Contemporary art in historic sites
A conversation between Renato Leotta (artist) and Claudio Gulli (Palazzo Butera Foundation)
In recent years, Renato Leotta has often linked his artistic research with historical places. The restoration site of Palazzo Butera in Palermo, explored as part of Manifesta 12 (2018), is the first episode that will be investigated in the conversation with Claudio Gulli, engaged in Francesca and Massimo Valsecchi’s project. The exploration of a possible recording of Nature proceeds from technique to technique: from the fall of a fruit imprinted on the earth, translated into baked clay to create a floor, to the traces of sea salts on cotton. At the Castello di Rivoli, for the solo exhibition Sole (2020), a light representing an era – the spotlight of a Fiat 500 – undermines the time and identity of an eighteenth-century marble or the Juvarra staircase. Finally, the conversation will find its centre in the Mondo project that involves Leotta and Gulli at Palazzo Biscari in Catania. Here the “gipsoteca” (plaster casts gallery) of Renato Leotta, a production of plaster and sand casts that maps the coasts evoke the section of the naturalia of a lost eighteenth-century museum.
Surfaces in Conservation. Images, identity, aesthetics
In a work of art, the correlation between the media and the expression of its aging may be considered as the function of a relationship established over time, in the dichotomy between authenticity and historicity. In the surfaces of art and architecture, this relationship represents the cultural site where the reflections and shifts in how we think about time take place. There are many physical aspects of this transformation, situated on the edge between cultural proposition and aesthetic experience.
The seminar is a collaboration between Università Iuav di Venezia, the Istituto Centrale del Restauro in Rome (ICR) and the Ministry of Culture (MiC), whose objective is an interdisciplinary consideration of conservation projects as a means (and not only a tool) for aesthetic experience.

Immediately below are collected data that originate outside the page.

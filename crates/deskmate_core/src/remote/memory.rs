//! In-process backend with the hosted service's observable behavior.
//!
//! # Responsibility
//! - Serve table CRUD and e-mail/password auth from process memory.
//! - Record every call in a journal and inject one-shot failures, so
//!   callers can assert call order and "no remote call" outcomes.
//!
//! # Invariants
//! - Data calls require a signed-in session.
//! - With row security on, owned tables only expose and accept rows of the
//!   session user; notebooks are additionally readable by collaborators.
//! - Inserted rows get a server `id` and `created_at` when absent.
//! - `(notebook_id, user_id)` is unique in `notebook_collaborators`.

use crate::model::session::{AuthEvent, AuthUser, Registration, Session};
use crate::model::UserId;
use crate::remote::{
    ensure_filtered, value_text, AuthApi, AuthBroadcast, Embed, Filter, RemoteError,
    RemoteErrorCode, RemoteResult, RemoteStore, Table,
};
use chrono::Utc;
use serde_json::{json, Map, Value};
use std::collections::BTreeMap;
use std::sync::mpsc::Receiver;
use std::sync::{Mutex, MutexGuard};
use uuid::Uuid;

const SESSION_TTL_SECS: i64 = 3600;

/// Data operation kind recorded in the call journal.
#[derive(Debug, Clone, Copy, PartialEq, Eq)]
pub enum RemoteOp {
    Select,
    Insert,
    Update,
    Delete,
}

/// Auth operation kind recorded in the call journal.
#[derive(Debug, Clone, Copy, PartialEq, Eq)]
pub enum AuthOp {
    SignUp,
    SignIn,
    SignOut,
    CurrentSession,
    ResetPassword,
}

#[derive(Debug, Clone, Copy, PartialEq, Eq)]
pub struct RemoteCall {
    pub op: RemoteOp,
    pub table: Table,
}

struct MemoryUser {
    id: UserId,
    email: String,
    password: String,
    name: Option<String>,
}

struct MemoryState {
    tables: BTreeMap<Table, Vec<Value>>,
    users: Vec<MemoryUser>,
    session: Option<Session>,
    row_security: bool,
    require_confirmation: bool,
    calls: Vec<RemoteCall>,
    auth_calls: Vec<AuthOp>,
    failures: Vec<(RemoteOp, Table, RemoteError)>,
    auth_failures: Vec<(AuthOp, RemoteError)>,
    reset_requests: Vec<String>,
}

impl Default for MemoryState {
    fn default() -> Self {
        Self {
            tables: BTreeMap::new(),
            users: Vec::new(),
            session: None,
            row_security: true,
            require_confirmation: false,
            calls: Vec::new(),
            auth_calls: Vec::new(),
            failures: Vec::new(),
            auth_failures: Vec::new(),
            reset_requests: Vec::new(),
        }
    }
}

impl MemoryState {
    fn session_user(&self) -> RemoteResult<UserId> {
        self.session
            .as_ref()
            .map(Session::user_id)
            .ok_or_else(|| RemoteError::unauthorized("no active session"))
    }

    fn take_failure(&mut self, op: RemoteOp, table: Table) -> Option<RemoteError> {
        let index = self
            .failures
            .iter()
            .position(|(failed_op, failed_table, _)| *failed_op == op && *failed_table == table)?;
        Some(self.failures.remove(index).2)
    }

    fn take_auth_failure(&mut self, op: AuthOp) -> Option<RemoteError> {
        let index = self
            .auth_failures
            .iter()
            .position(|(failed_op, _)| *failed_op == op)?;
        Some(self.auth_failures.remove(index).1)
    }

    /// Journals the call, then applies injected failures and the session
    /// requirement in that order.
    fn begin(&mut self, op: RemoteOp, table: Table) -> RemoteResult<UserId> {
        self.calls.push(RemoteCall { op, table });
        if let Some(err) = self.take_failure(op, table) {
            return Err(err);
        }
        self.session_user()
    }

    fn owns(&self, table: Table, row: &Value, user: UserId) -> bool {
        if !self.row_security {
            return true;
        }
        match table.owner_column() {
            Some(column) => row
                .get(column)
                .is_some_and(|owner| value_text(owner) == user.to_string()),
            None => true,
        }
    }

    fn readable(&self, table: Table, row: &Value, user: UserId) -> bool {
        if self.owns(table, row, user) {
            return true;
        }
        table == Table::SharedNotebooks && self.is_collaborator(row, user)
    }

    fn is_collaborator(&self, notebook: &Value, user: UserId) -> bool {
        let Some(notebook_id) = notebook.get("id").map(value_text) else {
            return false;
        };
        let filter = Filter::new()
            .eq("notebook_id", notebook_id)
            .eq("user_id", user);
        self.rows(Table::NotebookCollaborators)
            .iter()
            .any(|row| filter.matches(row))
    }

    fn rows(&self, table: Table) -> &[Value] {
        self.tables.get(&table).map(Vec::as_slice).unwrap_or(&[])
    }

    fn violates_unique(&self, table: Table, row: &Value) -> bool {
        if table != Table::NotebookCollaborators {
            return false;
        }
        let (Some(notebook_id), Some(user_id)) = (row.get("notebook_id"), row.get("user_id"))
        else {
            return false;
        };
        let filter = Filter::new()
            .eq("notebook_id", value_text(notebook_id))
            .eq("user_id", value_text(user_id));
        self.rows(table).iter().any(|existing| filter.matches(existing))
    }

    fn with_embeds(&self, mut row: Value, embeds: &[Embed]) -> Value {
        let parent_id = row.get("id").map(value_text).unwrap_or_default();
        if let Value::Object(fields) = &mut row {
            for embed in embeds {
                let filter = Filter::new().eq(embed.foreign_key, &parent_id);
                let children: Vec<Value> = self
                    .rows(embed.table)
                    .iter()
                    .filter(|child| filter.matches(child))
                    .cloned()
                    .collect();
                fields.insert(embed.table.as_str().to_string(), Value::Array(children));
            }
        }
        row
    }

    fn open_session(&mut self, user_index: usize) -> Option<Session> {
        let user = self.users.get(user_index)?;
        let session = Session {
            access_token: Uuid::new_v4().to_string(),
            refresh_token: Uuid::new_v4().to_string(),
            expires_at: Some(Utc::now().timestamp() + SESSION_TTL_SECS),
            user: auth_user(user),
        };
        self.session = Some(session.clone());
        Some(session)
    }
}

/// Backend serving everything from memory; see the module docs.
#[derive(Default)]
pub struct MemoryBackend {
    state: Mutex<MemoryState>,
    events: AuthBroadcast,
}

impl MemoryBackend {
    pub fn new() -> Self {
        Self::default()
    }

    fn state(&self) -> MutexGuard<'_, MemoryState> {
        self.state
            .lock()
            .unwrap_or_else(|poisoned| poisoned.into_inner())
    }

    /// Registers an account directly, bypassing the journal.
    pub fn add_user(&self, email: &str, password: &str, name: Option<&str>) -> UserId {
        let mut state = self.state();
        let id = Uuid::new_v4();
        insert_user(&mut state, id, email, password, name);
        id
    }

    /// Inserts a row directly, bypassing the journal and row security.
    pub fn seed_row(&self, table: Table, row: Value) -> Value {
        let stored = stamp_server_columns(row);
        self.state()
            .tables
            .entry(table)
            .or_default()
            .push(stored.clone());
        stored
    }

    /// Snapshot of every row in `table`.
    pub fn rows(&self, table: Table) -> Vec<Value> {
        self.state().rows(table).to_vec()
    }

    pub fn calls(&self) -> Vec<RemoteCall> {
        self.state().calls.clone()
    }

    pub fn auth_calls(&self) -> Vec<AuthOp> {
        self.state().auth_calls.clone()
    }

    /// Clears both journals.
    pub fn clear_calls(&self) {
        let mut state = self.state();
        state.calls.clear();
        state.auth_calls.clear();
    }

    /// Makes the next matching data call fail with `error`.
    pub fn fail_next(&self, op: RemoteOp, table: Table, error: RemoteError) {
        self.state().failures.push((op, table, error));
    }

    /// Makes the next matching auth call fail with `error`.
    pub fn fail_next_auth(&self, op: AuthOp, error: RemoteError) {
        self.state().auth_failures.push((op, error));
    }

    /// Turns owner filtering off, exposing every row to every session.
    pub fn set_row_security(&self, enabled: bool) {
        self.state().row_security = enabled;
    }

    /// When set, sign-up returns no session until confirmation.
    pub fn set_require_confirmation(&self, required: bool) {
        self.state().require_confirmation = required;
    }

    pub fn reset_requests(&self) -> Vec<String> {
        self.state().reset_requests.clone()
    }

    /// Revokes the session server-side, as an admin or expiry would.
    pub fn revoke_session(&self) {
        let revoked = self.state().session.take().is_some();
        if revoked {
            self.events.emit(&AuthEvent::SignedOut);
        }
    }

    /// Rotates the session tokens out-of-band.
    pub fn rotate_tokens(&self) -> Option<Session> {
        let rotated = {
            let mut state = self.state();
            let session = state.session.as_mut()?;
            session.access_token = Uuid::new_v4().to_string();
            session.refresh_token = Uuid::new_v4().to_string();
            session.clone()
        };
        self.events.emit(&AuthEvent::TokenRefreshed(rotated.clone()));
        Some(rotated)
    }
}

The program reflects this theoretical assumption and will be made up of two sessions, considered as intersecting themes, Image and Material in the Work of Art, and Image and Construction in Architecture. Within this discussion, through presentations and conversations addressing the metaphor of surface as cultural project site, the speakers will examine various fields of knowledge – artistic practices, aesthetics, the history of art and art criticism, the history of architecture, theory and history of conservation, conservation techniques, petrology, architectural composition, urban planning, the philosophy of language and linguistic theory, archeology, and engineering as applied to cultural heritage.